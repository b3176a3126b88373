use std::fmt;

/// Outcome of a match as recorded in the `result` field.
///
/// The archive does not promise a closed set of codes, so anything other
/// than 0, 1 or 2 is kept as `Unknown` instead of failing the decode.
#[derive(Debug, Serialize, Deserialize, PartialEq, Eq, Copy, Clone)]
#[serde(from = "i64", into = "i64")]
pub enum MatchResult
{
    PlayerOne,
    PlayerTwo,
    Draw,
    Unknown(i64),
}

impl MatchResult
{
    pub fn code(&self) -> i64
    {
        match *self
        {
            MatchResult::PlayerOne => 0,
            MatchResult::PlayerTwo => 1,
            MatchResult::Draw => 2,
            MatchResult::Unknown(code) => code,
        }
    }

    pub fn is_known(&self) -> bool
    {
        match *self
        {
            MatchResult::Unknown(_) => false,
            _ => true,
        }
    }
}

impl Default for MatchResult
{
    /* An absent `result` decodes as 0 like every other missing number */
    fn default() -> MatchResult
    {
        MatchResult::PlayerOne
    }
}

impl From<i64> for MatchResult
{
    fn from(code: i64) -> MatchResult
    {
        match code
        {
            0 => MatchResult::PlayerOne,
            1 => MatchResult::PlayerTwo,
            2 => MatchResult::Draw,
            _ => MatchResult::Unknown(code),
        }
    }
}

impl From<MatchResult> for i64
{
    fn from(result: MatchResult) -> i64
    {
        result.code()
    }
}

impl fmt::Display for MatchResult
{
    fn fmt(&self, f: &mut fmt::Formatter) -> fmt::Result
    {
        let name = match *self
        {
            MatchResult::PlayerOne => "P1",
            MatchResult::PlayerTwo => "P2",
            MatchResult::Draw => "Draw",
            MatchResult::Unknown(_) => "Unknown",
        };

        write!(f, "{}", name)
    }
}

#[cfg(test)]
mod tests
{
    use super::MatchResult;

    #[test]
    fn test_known_codes()
    {
        assert_eq!(MatchResult::from(0), MatchResult::PlayerOne);
        assert_eq!(MatchResult::from(1), MatchResult::PlayerTwo);
        assert_eq!(MatchResult::from(2), MatchResult::Draw);
        assert_eq!(MatchResult::Draw.to_string(), "Draw");
    }

    #[test]
    fn test_unknown_code_is_kept()
    {
        let result = MatchResult::from(7);

        assert_eq!(result, MatchResult::Unknown(7));
        assert_eq!(result.code(), 7);
        assert!(!result.is_known());
        assert_eq!(result.to_string(), "Unknown");
        assert_eq!(MatchResult::from(-1).to_string(), "Unknown");
    }
}
/// A participant in one seat of a match.
#[derive(Debug, Serialize, Deserialize, Clone, PartialEq, Default)]
#[serde(default, rename_all = "camelCase")]
pub struct Player {
    pub name: String,
    pub display_name: String,
    pub id: i64,
    /* Empty for humans */
    pub bot: String,
    pub avatar_frame: String,
    pub portrait: String,
    pub trophies: Vec<String>,
    pub loading_completed: bool,
    /* 0.0 to 1.0 */
    pub percent_loaded: f64,
}

impl Player
{
    pub fn is_bot(&self) -> bool
    {
        !self.bot.is_empty()
    }
}
use std::io::Read;

use libflate::gzip::Decoder;

use ::errors::*;

/// Gunzips a payload fetched from the archive.
pub fn decompress<R: Read>(raw: R) -> Result<Vec<u8>>
{
    let mut decoder = Decoder::new(raw)?;

    let mut decompressed = Vec::new();
    decoder.read_to_end(&mut decompressed)?;

    Ok(decompressed)
}
use std::time::Duration;

/// S3 bucket the game client saves finished matches into
pub const DEFAULT_ROOT: &'static str = "http://saved-games-alpha.s3-website-us-east-1.amazonaws.com/";
pub const DEFAULT_EXTENSION: &'static str = ".json.gz";
pub const DEFAULT_TIMEOUT_SECS: u64 = 30;

/// Where replays are downloaded from.
#[derive(Debug, Clone, PartialEq, new)]
pub struct ArchiveConfig
{
    pub root: String,
    pub extension: String,
    pub timeout: Duration,
}

impl ArchiveConfig
{
    /// `<root>/<code><extension>`
    pub fn replay_url(&self, code: &str) -> String
    {
        if self.root.ends_with('/')
        {
            format!("{}{}{}", self.root, code, self.extension)
        } else
        {
            format!("{}/{}{}", self.root, code, self.extension)
        }
    }
}

impl Default for ArchiveConfig
{
    fn default() -> ArchiveConfig
    {
        ArchiveConfig::new(String::from(DEFAULT_ROOT), String::from(DEFAULT_EXTENSION), Duration::from_secs(DEFAULT_TIMEOUT_SECS))
    }
}

#[cfg(test)]
mod tests
{
    use super::ArchiveConfig;

    use std::time::Duration;

    #[test]
    fn test_default_url()
    {
        let config = ArchiveConfig::default();

        assert_eq!(config.replay_url("ib0Qt-pp8PL"), "http://saved-games-alpha.s3-website-us-east-1.amazonaws.com/ib0Qt-pp8PL.json.gz");
    }

    #[test]
    fn test_root_without_slash()
    {
        let config = ArchiveConfig::new(String::from("http://localhost:8000"), String::from(".json"), Duration::from_secs(1));

        assert_eq!(config.replay_url("VyrET-IGxyL"), "http://localhost:8000/VyrET-IGxyL.json");
    }
}
pub mod model;
pub mod deck;
pub mod player;
pub mod result;
pub mod decode;

pub use self::model::Replay;
pub use self::model::TimeInfo;
pub use self::model::PlayerTime;
pub use self::model::RatingInfo;
pub use self::model::Rating;
pub use self::model::VersionInfo;
pub use self::model::CommandInfo;
pub use self::model::Command;
pub use self::deck::Deck;
pub use self::deck::Unit;
pub use self::player::Player;
pub use self::result::MatchResult;

pub use self::decode::decode;
pub use self::decode::decode_slice;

-------

* [Try it]: Without any change, reproduce the data in full.

* [Result for this task]:
repository b3176a3126b88373
use std::fmt;

/// Outcome of a match as recorded in the `result` field.
///
/// The archive does not promise a closed set of codes, so anything other
/// than 0, 1 or 2 is kept as `Unknown` instead of failing the decode.
#[derive(Debug, Serialize, Deserialize, PartialEq, Eq, Copy, Clone)]
#[serde(from = "i64", into = "i64")]
pub enum MatchResult
{
    PlayerOne,
    PlayerTwo,
    Draw,
    Unknown(i64),
}

impl MatchResult
{
    pub fn code(&self) -> i64
    {
        match *self
        {
            MatchResult::PlayerOne => 0,
            MatchResult::PlayerTwo => 1,
            MatchResult::Draw => 2,
            MatchResult::Unknown(code) => code,
        }
    }

    pub fn is_known(&self) -> bool
    {
        match *self
        {
            MatchResult::Unknown(_) => false,
            _ => true,
        }
    }
}

impl Default for MatchResult
{
    /* An absent `result` decodes as 0 like every other missing number */
    fn default() -> MatchResult
    {
        MatchResult::PlayerOne
    }
}

impl From<i64> for MatchResult
{
    fn from(code: i64) -> MatchResult
    {
        match code
        {
            0 => MatchResult::PlayerOne,
            1 => MatchResult::PlayerTwo,
            2 => MatchResult::Draw,
            _ => MatchResult::Unknown(code),
        }
    }
}

impl From<MatchResult> for i64
{
    fn from(result: MatchResult) -> i64
    {
        result.code()
    }
}

impl fmt::Display for MatchResult
{
    fn fmt(&self, f: &mut fmt::Formatter) -> fmt::Result
    {
        let name = match *self
        {
            MatchResult::PlayerOne => "P1",
            MatchResult::PlayerTwo => "P2",
            MatchResult::Draw => "Draw",
            MatchResult::Unknown(_) => "Unknown",
        };

        write!(f, "{}", name)
    }
}

#[cfg(test)]
mod tests
{
    use super::MatchResult;

    #[test]
    fn test_known_codes()
    {
        assert_eq!(MatchResult::from(0), MatchResult::PlayerOne);
        assert_eq!(MatchResult::from(1), MatchResult::PlayerTwo);
        assert_eq!(MatchResult::from(2), MatchResult::Draw);
        assert_eq!(MatchResult::Draw.to_string(), "Draw");
    }

    #[test]
    fn test_unknown_code_is_kept()
    {
        let result = MatchResult::from(7);

        assert_eq!(result, MatchResult::Unknown(7));
        assert_eq!(result.code(), 7);
        assert!(!result.is_known());
        assert_eq!(result.to_string(), "Unknown");
        assert_eq!(MatchResult::from(-1).to_string(), "Unknown");
    }
}
/// A participant in one seat of a match.
#[derive(Debug, Serialize, Deserialize, Clone, PartialEq, Default)]
#[serde(default, rename_all = "camelCase")]
pub struct Player {
    pub name: String,
    pub display_name: String,
    pub id: i64,
    /* Empty for humans */
    pub bot: String,
    pub avatar_frame: String,
    pub portrait: String,
    pub trophies: Vec<String>,
    pub loading_completed: bool,
    /* 0.0 to 1.0 */
    pub percent_loaded: f64,
}

impl Player
{
    pub fn is_bot(&self) -> bool
    {
        !self.bot.is_empty()
    }
}
use std::io::Read;

use libflate::gzip::Decoder;

use ::errors::*;

/// Gunzips a payload fetched from the archive.
pub fn decompress<R: Read>(raw: R) -> Result<Vec<u8>>
{
    let mut decoder = Decoder::new(raw)?;

    let mut decompressed = Vec::new();
    decoder.read_to_end(&mut decompressed)?;

    Ok(decompressed)
}
use std::time::Duration;

/// S3 bucket the game client saves finished matches into
pub const DEFAULT_ROOT: &'static str = "http://saved-games-alpha.s3-website-us-east-1.amazonaws.com/";
pub const DEFAULT_EXTENSION: &'static str = ".json.gz";
pub const DEFAULT_TIMEOUT_SECS: u64 = 30;

/// Where replays are downloaded from.
#[derive(Debug, Clone, PartialEq, new)]
pub struct ArchiveConfig
{
    pub root: String,
    pub extension: String,
    pub timeout: Duration,
}

impl ArchiveConfig
{
    /// `<root>/<code><extension>`
    pub fn replay_url(&self, code: &str) -> String
    {
        if self.root.ends_with('/')
        {
            format!("{}{}{}", self.root, code, self.extension)
        } else
        {
            format!("{}/{}{}", self.root, code, self.extension)
        }
    }
}

impl Default for ArchiveConfig
{
    fn default() -> ArchiveConfig
    {
        ArchiveConfig::new(String::from(DEFAULT_ROOT), String::from(DEFAULT_EXTENSION), Duration::from_secs(DEFAULT_TIMEOUT_SECS))
    }
}

#[cfg(test)]
mod tests
{
    use super::ArchiveConfig;

    use std::time::Duration;

    #[test]
    fn test_default_url()
    {
        let config = ArchiveConfig::default();

        assert_eq!(config.replay_url("ib0Qt-pp8PL"), "http://saved-games-alpha.s3-website-us-east-1.amazonaws.com/ib0Qt-pp8PL.json.gz");
    }

    #[test]
    fn test_root_without_slash()
    {
        let config = ArchiveConfig::new(String::from("http://localhost:8000"), String::from(".json"), Duration::from_secs(1));

        assert_eq!(config.replay_url("VyrET-IGxyL"), "http://localhost:8000/VyrET-IGxyL.json");
    }
}
pub mod model;
pub mod deck;
pub mod player;
pub mod result;
pub mod decode;

pub use self::model::Replay;
pub use self::model::TimeInfo;
pub use self::model::PlayerTime;
pub use self::model::RatingInfo;
pub use self::model::Rating;
pub use self::model::VersionInfo;
pub use self::model::CommandInfo;
pub use self::model::Command;
pub use self::deck::Deck;
pub use self::deck::Unit;
pub use self::player::Player;
pub use self::result::MatchResult;

pub use self::decode::decode;
pub use self::decode::decode_slice;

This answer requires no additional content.